Horizontal and vertical aberrations when viewing an image at 15.0 °, (b) is horizontal and vertical aberrations when viewing an image in this linear direction, (c) is from this straight line Right side (-
These are aberrations in the left-right direction and the vertical direction when an image at 15.0 ° is viewed. The image plane 1 when the reverse tracking is performed as described above is substantially perpendicular to the optical axis. In this embodiment, the bending angle θ of the optical axis is 50 °, and when θ is 50 ° or less, the observer's face and the optical system may interfere with each other in this arrangement.

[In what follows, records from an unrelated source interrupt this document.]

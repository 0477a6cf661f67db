//! Amazon SES transport, signed with AWS SigV4 using the same
//! `hmac`/`sha2` primitives the signed URL codec (C1) already depends
//! on, rather than pulling in a full AWS SDK.

use async_trait::async_trait;
use chrono::Utc;
use hmac::{Hmac, Mac};
use reqwest::{Client, StatusCode};
use serde::Serialize;
use sha2::{Digest, Sha256};

use super::{synthesize_message_id, DeliveryError, Envelope, SendResult, Transport};

type HmacSha256 = Hmac<Sha256>;

#[derive(Debug, Clone)]
pub struct SesConfig {
    pub access_key_id: String,
    pub secret_access_key: String,
    pub region: String,
}

pub struct SesTransport {
    config: SesConfig,
    client: Client,
}

impl SesTransport {
    pub fn new(config: SesConfig) -> Self {
        Self {
            config,
            client: Client::new(),
        }
    }

    fn host(&self) -> String {
        format!("email.{}.amazonaws.com", self.config.region)
    }

    /// AWS SigV4 Authorization header for a single POST request with an
    /// already-serialized JSON body.
    fn sign(&self, body: &str, amz_date: &str, date_stamp: &str) -> String {
        let service = "ses";
        let host = self.host();
        let payload_hash = hex::encode(Sha256::digest(body.as_bytes()));

        let canonical_headers = format!(
            "content-type:application/json\nhost:{host}\nx-amz-date:{amz_date}\n"
        );
        let signed_headers = "content-type;host;x-amz-date";
        let canonical_request = format!(
            "POST\n/v2/email/outbound-emails\n\n{canonical_headers}\n{signed_headers}\n{payload_hash}"
        );

        let credential_scope = format!("{date_stamp}/{}/{service}/aws4_request", self.config.region);
        let string_to_sign = format!(
            "AWS4-HMAC-SHA256\n{amz_date}\n{credential_scope}\n{}",
            hex::encode(Sha256::digest(canonical_request.as_bytes()))
        );

        let signing_key = derive_signing_key(
            &self.config.secret_access_key,
            date_stamp,
            &self.config.region,
            service,
        );
        let signature = hex::encode(hmac_bytes(&signing_key, string_to_sign.as_bytes()));

        format!(
            "AWS4-HMAC-SHA256 Credential={}/{credential_scope}, SignedHeaders={signed_headers}, Signature={signature}",
            self.config.access_key_id
        )
    }
}

fn hmac_bytes(key: &[u8], data: &[u8]) -> Vec<u8> {
    let mut mac = HmacSha256::new_from_slice(key).expect("HMAC accepts any key length");
    mac.update(data);
    mac.finalize().into_bytes().to_vec()
}

fn derive_signing_key(secret: &str, date_stamp: &str, region: &str, service: &str) -> Vec<u8> {
    let k_date = hmac_bytes(format!("AWS4{secret}").as_bytes(), date_stamp.as_bytes());
    let k_region = hmac_bytes(&k_date, region.as_bytes());
    let k_service = hmac_bytes(&k_region, service.as_bytes());
    hmac_bytes(&k_service, b"aws4_request")
}

#[derive(Debug, Serialize)]
struct SesDestination<'a> {
    #[serde(rename = "ToAddresses")]
    to_addresses: Vec<&'a str>,
}

#[derive(Debug, Serialize)]
struct SesBody<'a> {
    #[serde(rename = "FromEmailAddress")]
    from_email_address: &'a str,
    #[serde(rename = "Destination")]
    destination: SesDestination<'a>,
    #[serde(rename = "Content")]
    content: serde_json::Value,
}

#[async_trait]
impl Transport for SesTransport {
    fn name(&self) -> &'static str {
        "ses"
    }

    async fn send(&self, envelope: Envelope) -> SendResult {
        let content = serde_json::json!({
            "Simple": {
                "Subject": { "Data": envelope.subject },
                "Body": {
                    "Html": { "Data": envelope.html },
                    "Text": { "Data": envelope.text.clone().unwrap_or_default() },
                },
            }
        });
        let body = SesBody {
            from_email_address: &envelope.from,
            destination: SesDestination {
                to_addresses: vec![&envelope.to],
            },
            content,
        };
        let payload = match serde_json::to_string(&body) {
            Ok(p) => p,
            Err(err) => return SendResult::Rejected(DeliveryError::PermanentReject(err.to_string())),
        };

        let now = Utc::now();
        let amz_date = now.format("%Y%m%dT%H%M%SZ").to_string();
        let date_stamp = now.format("%Y%m%d").to_string();
        let authorization = self.sign(&payload, &amz_date, &date_stamp);

        let response = self
            .client
            .post(format!("https://{}/v2/email/outbound-emails", self.host()))
            .header("content-type", "application/json")
            .header("x-amz-date", &amz_date)
            .header("Authorization", authorization)
            .body(payload)
            .send()
            .await;

        match response {
            Ok(resp) => classify_response(resp).await,
            Err(err) => SendResult::Rejected(classify_reqwest_error(&err)),
        }
    }
}

async fn classify_response(resp: reqwest::Response) -> SendResult {
    let status = resp.status();
    if status.is_success() {
        #[derive(serde::Deserialize)]
        struct Accepted {
            #[serde(rename = "MessageId")]
            message_id: Option<String>,
        }
        let id = resp
            .json::<Accepted>()
            .await
            .ok()
            .and_then(|a| a.message_id)
            .unwrap_or_else(|| synthesize_message_id("ses"));
        return SendResult::Accepted {
            provider_message_id: id,
        };
    }
    let message = resp.text().await.unwrap_or_else(|_| status.to_string());
    SendResult::Rejected(classify_status(status, message))
}

fn classify_status(status: StatusCode, message: String) -> DeliveryError {
    match status {
        StatusCode::UNAUTHORIZED | StatusCode::FORBIDDEN => DeliveryError::AuthFailed(message),
        StatusCode::TOO_MANY_REQUESTS => DeliveryError::RateLimitedUpstream(message),
        s if s.as_u16() == 400 || s.as_u16() == 422 => DeliveryError::PermanentReject(message),
        s if s.is_server_error() => DeliveryError::TemporaryDefer(message),
        _ => DeliveryError::TemporaryDefer(message),
    }
}

fn classify_reqwest_error(err: &reqwest::Error) -> DeliveryError {
    if err.is_timeout() || err.is_connect() {
        DeliveryError::NetworkError(err.to_string())
    } else {
        DeliveryError::TemporaryDefer(err.to_string())
    }
}

#[cfg(test)]
mod tests {
    use super::*;

    #[test]
    fn signing_key_derivation_is_deterministic() {
        let a = derive_signing_key("secret", "20260101", "us-east-1", "ses");
        let b = derive_signing_key("secret", "20260101", "us-east-1", "ses");
        assert_eq!(a, b);
        let c = derive_signing_key("other", "20260101", "us-east-1", "ses");
        assert_ne!(a, c);
    }
}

The focal length of the concave rotationally symmetric aspherical reflecting mirror 2 is 31 mm. If it is shorter than this, interference with the observer's face still poses a problem. The projection amount of the observation system becomes large, the device becomes large, and the wearing feeling becomes poor.

Example 2 This example is basically the same as Example 1. The parameters of the optical system are shown below using the same symbols as in Example 1.

Surface number Radius of curvature Surface spacing Eccentricity 1 Pupil (3) 47.153 Y ₁ −29.938 2 −63.202 (2) −32.153 Y ₂ 0.062 (aspherical) 3 Image surface ( 1) Aspherical surface coefficient K = -1.0000 A = 0 B = 0 C = 0 θ = 50 ° This example differs from Example 1 only in that the concave mirror 2 is a parabolic reflector. .. FIG. 5 shows a lateral aberration diagram similar to FIG. 4 of this example. The image plane 1 when reversely traced is almost perpendicular to the optical axis.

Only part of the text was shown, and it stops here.